§ Your task
The number of lines below that contain the word "TransportPreference" is all that the answer should hold.

[Data for analysis]

// Configuration Tests
// Defaults, builders, validation and TOML loading

use std::io::Write;

use greenlink::config::{
    CellularConfig, ConfigError, ControllerConfig, HttpConfig, WifiConfig,
};
use greenlink::transport::TransportPreference;

// ============================================================================
// DEFAULTS AND BUILDERS
// ============================================================================

#[test]
fn test_http_defaults_match_reference_values() {
    let http = HttpConfig::default();
    assert_eq!(http.total_timeout_ms, 60_000);
    assert_eq!(http.connect_timeout_ms, 20_000);
    assert_eq!(http.body_timeout_ms, 30_000);
    assert_eq!(http.retry_delay_ms, 5_000);
    assert_eq!(http.max_retries, 3);
    assert_eq!(http.request_buffer, 512);
    assert_eq!(http.max_header_bytes, 1024);
    assert_eq!(http.body_buffer, 1024);
    assert!(http.user_agent.starts_with("greenlink/"));
}

#[test]
fn test_http_builder_chain() {
    let http = HttpConfig::new()
        .with_max_retries(1)
        .with_retry_delay_ms(50)
        .with_total_timeout_ms(2_000)
        .with_body_buffer(4096);
    assert_eq!(http.max_retries, 1);
    assert_eq!(http.retry_delay_ms, 50);
    assert_eq!(http.total_timeout_ms, 2_000);
    assert_eq!(http.body_buffer, 4096);
}

#[test]
fn test_cellular_defaults_and_builders() {
    let cellular = CellularConfig::new()
        .with_apn("iot.provider")
        .with_credentials("user", "pass")
        .with_sim_pin("0000")
        .with_max_modem_resets(5)
        .with_max_attach_failures(2);
    assert_eq!(cellular.apn, "iot.provider");
    assert_eq!(cellular.user, "user");
    assert_eq!(cellular.sim_pin, "0000");
    assert_eq!(cellular.max_modem_resets, 5);
    assert_eq!(cellular.max_attach_failures, 2);
    assert_eq!(cellular.attach_timeout_ms, 60_000);
    assert_eq!(cellular.fail_recovery_timeout_ms, 300_000);
}

#[test]
fn test_wifi_defaults_and_builders() {
    let wifi = WifiConfig::new()
        .with_network("greenhouse", "secret")
        .with_connect_attempts(5);
    assert_eq!(wifi.ssid, "greenhouse");
    assert_eq!(wifi.connect_attempts, 5);
    assert_eq!(wifi.attempt_timeout_ms, 20_000);
    assert_eq!(wifi.retry_delay_ms, 1_000);
}

#[test]
fn test_controller_defaults() {
    let config = ControllerConfig::default();
    assert_eq!(config.greenhouse_id, 1);
    assert_eq!(config.preference, TransportPreference::WifiPreferred);
    assert!(config.auth_token.is_empty());
}

// ============================================================================
// VALIDATION
// ============================================================================

fn valid_config() -> ControllerConfig {
    let mut config = ControllerConfig::default();
    config.wifi.ssid = "greenhouse".to_string();
    config.cellular.apn = "iot.provider".to_string();
    config
}

fn assert_invalid(config: &ControllerConfig, needle: &str) {
    let err = config.validate().unwrap_err();
    let message = err.to_string();
    assert!(
        message.contains(needle),
        "expected error containing {needle:?}, got: {message}"
    );
}

#[test]
fn test_valid_config_passes() {
    valid_config().validate().unwrap();
}

#[test]
fn test_missing_ssid_rejected_when_wifi_is_used() {
    let mut config = valid_config();
    config.wifi.ssid.clear();
    assert_invalid(&config, "wifi.ssid is empty");
}

#[test]
fn test_missing_ssid_allowed_for_cellular_only() {
    let mut config = valid_config();
    config.preference = TransportPreference::CellularOnly;
    config.wifi.ssid.clear();
    config.validate().unwrap();
}

#[test]
fn test_missing_apn_rejected_when_cellular_is_used() {
    let mut config = valid_config();
    config.preference = TransportPreference::CellularPreferred;
    config.cellular.apn.clear();
    assert_invalid(&config, "cellular.apn is empty");
}

#[test]
fn test_missing_apn_allowed_for_wifi_only() {
    let mut config = valid_config();
    config.preference = TransportPreference::WifiOnly;
    config.cellular.apn.clear();
    config.validate().unwrap();
}

#[test]
fn test_bad_base_url_rejected() {
    let mut config = valid_config();
    config.api_base_url = "not-a-url".to_string();
    assert_invalid(&config, "no scheme separator");
}

#[test]
fn test_zero_limits_rejected() {
    let mut config = valid_config();
    config.wifi.connect_attempts = 0;
    config.cellular.max_modem_resets = 0;
    config.http.request_buffer = 64;
    config.http.body_buffer = 0;

    let err = config.validate().unwrap_err();
    let message = err.to_string();
    // Every violation is reported, not just the first.
    assert!(message.contains("connect_attempts"));
    assert!(message.contains("max_modem_resets"));
    assert!(message.contains("request_buffer"));
    assert!(message.contains("body_buffer"));
}

// ============================================================================
// TOML LOADING
// ============================================================================

#[test]
fn test_partial_toml_falls_back_to_defaults() {
    let toml_str = r#"
api_base_url = "http://api.example.com"
auth_token = "tok"
preference = "cellular_only"

[cellular]
apn = "iot.provider"
"#;
    let config: ControllerConfig = toml::from_str(toml_str).unwrap();
    assert_eq!(config.preference, TransportPreference::CellularOnly);
    assert_eq!(config.cellular.apn, "iot.provider");
    // Untouched sections keep their defaults.
    assert_eq!(config.http.max_retries, 3);
    assert_eq!(config.cellular.max_modem_resets, 3);
    config.validate().unwrap();
}

#[test]
fn test_toml_round_trip() {
    let original = valid_config();
    let rendered = toml::to_string(&original).unwrap();
    let reparsed: ControllerConfig = toml::from_str(&rendered).unwrap();
    assert_eq!(reparsed.wifi.ssid, original.wifi.ssid);
    assert_eq!(reparsed.cellular.apn, original.cellular.apn);
    assert_eq!(reparsed.preference, original.preference);
    assert_eq!(reparsed.http.total_timeout_ms, original.http.total_timeout_ms);
}

#[test]
fn test_load_from_file() {
    let mut file = tempfile::NamedTempFile::new().unwrap();
    write!(
        file,
        r#"
greenhouse_id = 2
api_base_url = "http://api.example.com"
preference = "wifi_preferred"

[wifi]
ssid = "gh2"
password = "pw"

[cellular]
apn = "iot.provider"
"#
    )
    .unwrap();

    let config = ControllerConfig::load(file.path()).unwrap();
    assert_eq!(config.greenhouse_id, 2);
    assert_eq!(config.wifi.ssid, "gh2");
}

#[test]
fn test_load_missing_file_is_io_error() {
    let err = ControllerConfig::load(std::path::Path::new("/nonexistent/greenlink.toml"))
        .unwrap_err();
    assert!(matches!(err, ConfigError::Io { .. }));
}

#[test]
fn test_load_unparseable_file_is_parse_error() {
    let mut file = tempfile::NamedTempFile::new().unwrap();
    write!(file, "this is not toml [[[").unwrap();
    let err = ControllerConfig::load(file.path()).unwrap_err();
    assert!(matches!(err, ConfigError::Parse { .. }));
}

#[test]
fn test_load_invalid_config_is_validation_error() {
    let mut file = tempfile::NamedTempFile::new().unwrap();
    write!(
        file,
        r#"
api_base_url = "http://api.example.com"
preference = "wifi_only"
"#
    )
    .unwrap();
    let err = ControllerConfig::load(file.path()).unwrap_err();
    assert!(matches!(err, ConfigError::Invalid(_)));
}
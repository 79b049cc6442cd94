use crate::dataset::Dataset;
use serde::Serialize;

/// Aggregate report of the four analyses.
///
/// Computed in a fixed order: minimum, maximum, mean, median. Since the
/// median sorts the dataset in place, the caller's ordering is destroyed
/// once a summary has been computed.
#[derive(Debug, Serialize)]
pub struct Summary {
    pub minimum: u8,
    pub maximum: u8,
    pub mean: u8,
    pub median: u8,
}

impl Summary {
    pub fn compute(data: &mut Dataset) -> Self {
        Self {
            minimum: minimum(data),
            maximum: maximum(data),
            mean: mean(data),
            median: median(data),
        }
    }
}

/// Find the smallest value in the dataset.
pub fn minimum(data: &Dataset) -> u8 {
    let vals = data.values();
    let mut min = vals[0];
    for &val in &vals[1..] {
        if val < min {
            min = val;
        }
    }
    min
}

/// Find the largest value in the dataset.
pub fn maximum(data: &Dataset) -> u8 {
    let vals = data.values();
    let mut max = vals[0];
    for &val in &vals[1..] {
        if val > max {
            max = val;
        }
    }
    max
}

/// Find the mean of the dataset, truncated toward zero.
///
/// The sum is accumulated in a wide integer; the mean of byte values is
/// itself a byte value, so the narrowing conversion cannot lose information.
pub fn mean(data: &Dataset) -> u8 {
    let vals = data.values();
    let sum: u64 = vals.iter().map(|&val| u64::from(val)).sum();
    (sum / vals.len() as u64) as u8
}

/// Find the median of the dataset.
///
/// Sorts the dataset descending in place first, then returns the middle
/// element, or for even lengths the truncated average of the two central
/// elements.
pub fn median(data: &mut Dataset) -> u8 {
    sort_descending(data);
    let vals = data.values();
    let mid = vals.len() / 2;
    if vals.len() % 2 == 0 {
        ((u16::from(vals[mid - 1]) + u16::from(vals[mid])) / 2) as u8
    } else {
        vals[mid]
    }
}

/// Sort the dataset in place from largest to smallest.
///
/// Quadratic comparison-exchange sort; datasets are at most a few dozen
/// elements, so the O(n²) cost is irrelevant.
pub fn sort_descending(data: &mut Dataset) {
    let vals = data.values_mut();
    for i in 0..vals.len() - 1 {
        for j in (i + 1)..vals.len() {
            if vals[i] < vals[j] {
                vals.swap(i, j);
            }
        }
    }
}
use anchor_lang::prelude::*;
use anchor_spl::token::{self, Mint, MintTo, Token, TokenAccount, Transfer};

use crate::{constants::*, errors::*, events::*, math::*, state::*};

/// Deposit assets into the vault and receive shares
///
/// Shares are priced against the pool size and supply read *before* the
/// transfer, and computed from the observed balance delta rather than the
/// declared amount, so fee-skimming assets only earn shares for what
/// actually arrived.
#[derive(Accounts)]
pub struct Deposit<'info> {
    /// User depositing assets
    #[account(mut)]
    pub user: Signer<'info>,

    /// Vault state PDA
    #[account(
        mut,
        seeds = [VAULT_SEED, vault_state.asset_mint.as_ref()],
        bump = vault_state.bump,
        constraint = !vault_state.paused @ VaultError::VaultPaused,
    )]
    pub vault_state: Account<'info, Vault>,

    /// Asset mint
    #[account(
        address = vault_state.asset_mint @ VaultError::InvalidMint,
    )]
    pub asset_mint: Account<'info, Mint>,

    /// Share mint
    #[account(
        mut,
        address = vault_state.share_mint @ VaultError::InvalidMint,
    )]
    pub share_mint: Account<'info, Mint>,

    /// CHECK: PDA used as mint authority, validated by seeds
    #[account(
        seeds = [VAULT_AUTHORITY_SEED, vault_state.asset_mint.as_ref()],
        bump = vault_state.authority_bump,
    )]
    pub vault_authority: UncheckedAccount<'info>,

    /// User's asset token account (source)
    #[account(
        mut,
        constraint = user_asset_account.mint == vault_state.asset_mint @ VaultError::InvalidMint,
        constraint = user_asset_account.owner == user.key() @ VaultError::InvalidOwner,
    )]
    pub user_asset_account: Account<'info, TokenAccount>,

    /// Receiver's share token account (destination); its owner is the receiver
    #[account(
        mut,
        constraint = receiver_share_account.mint == vault_state.share_mint @ VaultError::InvalidMint,
    )]
    pub receiver_share_account: Account<'info, TokenAccount>,

    /// Vault's token account
    #[account(
        mut,
        constraint = vault_token_account.mint == vault_state.asset_mint @ VaultError::InvalidMint,
        constraint = vault_token_account.owner == vault_authority.key() @ VaultError::InvalidOwner,
    )]
    pub vault_token_account: Account<'info, TokenAccount>,

    /// Strategy state, required iff the vault has one wired
    pub strategy_state: Option<Account<'info, StrategyState>>,

    pub token_program: Program<'info, Token>,
}

pub fn handler(ctx: Context<Deposit>, assets: u64) -> Result<u64> {
    require!(assets > 0, VaultError::ZeroAmount);

    {
        let vault_state = &mut ctx.accounts.vault_state;
        require!(!vault_state.locked, VaultError::ReentrantCall);
        vault_state.locked = true;
    }

    // Snapshot pool and supply before pulling funds so the depositor does
    // not pay into their own newly-added liquidity
    let idle_before = ctx.accounts.vault_token_account.amount;
    let managed = resolve_managed_assets(
        &ctx.accounts.vault_state,
        ctx.accounts.strategy_state.as_ref(),
    )?;
    let pool_before = total_assets(idle_before, managed)?;
    let supply_before = ctx.accounts.share_mint.supply;

    // Pull assets from the user
    let transfer_ctx = CpiContext::new(
        ctx.accounts.token_program.to_account_info(),
        Transfer {
            from: ctx.accounts.user_asset_account.to_account_info(),
            to: ctx.accounts.vault_token_account.to_account_info(),
            authority: ctx.accounts.user.to_account_info(),
        },
    );
    token::transfer(transfer_ctx, assets)?;

    // Measure, don't trust: only the observed delta earns shares
    ctx.accounts.vault_token_account.reload()?;
    let received = ctx
        .accounts
        .vault_token_account
        .amount
        .checked_sub(idle_before)
        .ok_or(VaultError::MathOverflow)?;
    require!(received > 0, VaultError::ZeroAmount);

    let shares = convert_to_shares(received, pool_before, supply_before, Rounding::Floor)?;
    require!(shares > 0, VaultError::ZeroAmount);

    // Mint shares to the receiver
    let asset_mint_key = ctx.accounts.vault_state.asset_mint;
    let authority_bump = ctx.accounts.vault_state.authority_bump;
    let authority_seeds: &[&[u8]] = &[
        VAULT_AUTHORITY_SEED,
        asset_mint_key.as_ref(),
        &[authority_bump],
    ];
    let signer_seeds = &[&authority_seeds[..]];

    let mint_ctx = CpiContext::new_with_signer(
        ctx.accounts.token_program.to_account_info(),
        MintTo {
            mint: ctx.accounts.share_mint.to_account_info(),
            to: ctx.accounts.receiver_share_account.to_account_info(),
            authority: ctx.accounts.vault_authority.to_account_info(),
        },
        signer_seeds,
    );
    token::mint_to(mint_ctx, shares)?;

    ctx.accounts.vault_state.locked = false;

    emit!(Deposited {
        vault: ctx.accounts.vault_state.key(),
        caller: ctx.accounts.user.key(),
        receiver: ctx.accounts.receiver_share_account.owner,
        assets: received,
        shares,
        total_assets: total_assets(ctx.accounts.vault_token_account.amount, managed)?,
        total_shares: supply_before
            .checked_add(shares)
            .ok_or(VaultError::MathOverflow)?,
        timestamp: Clock::get()?.unix_timestamp,
    });

    Ok(shares)
}
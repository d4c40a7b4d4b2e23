// Constants for the Yield Vault program

/// Seed for vault state PDA
pub const VAULT_SEED: &[u8] = b"vault";

/// Seed for share mint PDA
pub const SHARE_MINT_SEED: &[u8] = b"shares";

/// Seed for vault authority PDA
pub const VAULT_AUTHORITY_SEED: &[u8] = b"vault_authority";

/// Seed for strategy state PDA
pub const STRATEGY_SEED: &[u8] = b"strategy";

/// Space for Vault account (8 discriminator + 32 authority + 32 asset_mint +
/// 32 share_mint + 32 strategy + 1 paused + 1 locked + 1 bump + 1 share_bump +
/// 1 authority_bump + 64 padding)
pub const VAULT_SIZE: usize = 8 + 32 + 32 + 32 + 32 + 1 + 1 + 1 + 1 + 1 + 64;

/// Space for StrategyState account (8 discriminator + 32 vault +
/// 32 token_account + 8 managed_assets + 1 bump + 32 padding)
pub const STRATEGY_STATE_SIZE: usize = 8 + 32 + 32 + 8 + 1 + 32;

[/Data for analysis]

§ Result for this task
6